The Rockfords sound alright in it. I get complements on the system all the time. I had them in a sealed box and they didn't hit as hard. The band pass I had got for my old maxima and didn't like the way they sounded. So I put 'em in a sealed box. I was just trying them out in the cutlass and they sounded better so I left 'em. 

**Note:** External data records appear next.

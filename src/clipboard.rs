//! Clipboard used by the share prompt.
//!
//! Copied text is always kept in an internal buffer. With the
//! `system-clipboard` feature it is also pushed to the OS clipboard
//! through arboard.

use std::sync::{Arc, Mutex};

use thiserror::Error;
use tracing::debug;

/// Clipboard errors.
#[derive(Debug, Clone, Copy, PartialEq, Eq, Error)]
pub enum ClipboardError {
    /// The system clipboard rejected the operation.
    #[error("System clipboard unavailable")]
    SystemUnavailable,
    /// The internal buffer lock was poisoned.
    #[error("Failed to acquire clipboard lock")]
    LockFailed,
}

/// Clipboard handle. Clones share the same internal buffer.
#[derive(Debug, Clone, Default)]
pub struct Clipboard {
    internal: Arc<Mutex<String>>,
}

impl Clipboard {
    /// Creates an empty clipboard.
    #[must_use]
    pub fn new() -> Self {
        Self::default()
    }

    /// Copies text to the clipboard.
    ///
    /// The internal buffer is updated even when the system clipboard fails.
    ///
    /// # Errors
    /// Returns `LockFailed` if the internal buffer is poisoned, or
    /// `SystemUnavailable` if the system clipboard could not be written.
    pub fn copy(&self, text: &str) -> Result<(), ClipboardError> {
        {
            let mut internal = self.internal.lock().map_err(|_| ClipboardError::LockFailed)?;
            text.clone_into(&mut internal);
        }
        debug!("[CLIPBOARD] Copied {} bytes", text.len());

        #[cfg(feature = "system-clipboard")]
        {
            let mut system =
                arboard::Clipboard::new().map_err(|_| ClipboardError::SystemUnavailable)?;
            system
                .set_text(text.to_string())
                .map_err(|_| ClipboardError::SystemUnavailable)?;
        }

        Ok(())
    }

    /// Returns the clipboard text, preferring the system clipboard.
    ///
    /// # Errors
    /// Returns `LockFailed` if the internal buffer is poisoned.
    pub fn paste(&self) -> Result<String, ClipboardError> {
        #[cfg(feature = "system-clipboard")]
        {
            if let Ok(text) = arboard::Clipboard::new().and_then(|mut c| c.get_text()) {
                return Ok(text);
            }
        }

        self.internal
            .lock()
            .map(|internal| internal.clone())
            .map_err(|_| ClipboardError::LockFailed)
    }

    /// Checks if the internal buffer has content.
    #[must_use]
    pub fn has_content(&self) -> bool {
        self.internal.lock().is_ok_and(|internal| !internal.is_empty())
    }
}
//! addondeck
//!
//! A terminal addons screen for browsing addon catalogs, searching them,
//! and handing addons off for install, uninstall or sharing.
//!
//! # Architecture
//!
//! - **Route Module**: Hash routes and the navigation targets built from them
//! - **Addons Module**: Catalog data model, background fetching and the
//!   `AddonsSource` engine
//! - **UI Module**: Ratatui widgets for the addons screen and its modals
//! - **App Module**: Event loop glue and key handling
//!
//! # Usage
//!
//! ```no_run
//! use addondeck::{App, Config};
//!
//! let config = Config::default();
//! let mut app = App::new(&config, "#/addons");
//! // Run event loop...
//! ```

// Clippy configuration - allow common patterns
#![allow(clippy::unnested_or_patterns)]
#![allow(clippy::uninlined_format_args)]
#![allow(clippy::match_same_arms)]
#![allow(clippy::too_many_lines)]
#![allow(clippy::module_name_repetitions)]
#![allow(clippy::must_use_candidate)]
#![allow(clippy::missing_errors_doc)]
#![allow(clippy::missing_panics_doc)]
#![allow(clippy::doc_markdown)]
#![allow(clippy::cast_possible_truncation)]
#![allow(clippy::cast_sign_loss)]
#![allow(clippy::similar_names)]

pub mod addons;
pub mod app;
pub mod clipboard;
pub mod config;
pub mod logging;
pub mod route;
pub mod ui;

// Re-export main types
pub use addons::{AddonsEngine, AddonsSource};
pub use app::App;
pub use clipboard::Clipboard;
pub use config::Config;
pub use route::Route;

I dind't think they would sound all that good but from what I understand, Band pass boxes are for cars that don't have a sealed trunk. That is why they didn't sound good in my maxima. Some one described it to me as puttin' a trunk inside a trunk. It kind of muffles the bass. But the cutlass trunk isn't sealed, just cut off by the back seat. Anyways, I like the way it sounds and shit, I'm gonna have to take it out though once I juice the car. Get a custom enclosure.


----------



## k gee™ (Jul 29, 2001)

best i heard was a 6pack of funky pups in 3 diff bandpass enclousures in the back of a gremlin off 12 rockwood 1000watt amps

gaaadaaaaaaaaaaaaamn i thought id never get my hearing back

back then they didnt run tweeters.... :cheesy:

and had to use the power cord off a old vaccum cleaner...grounded it with some extention cord cut up.


----------



## CuttieBuddie (Mar 11, 2003)

"At the very least, we hope that the next time you hear someone say "whatever you do, don't port the box" or "sealed boxes don't sound good," you will ask them to thoroughly explain their position. It could be amusing." -JL AUDIO

that put a smile on my face...

thanx 1ofaknd... i would love to EXPERIENCE it though, but i know NO ONE that has a bandpass box, its either sealed or ported around here...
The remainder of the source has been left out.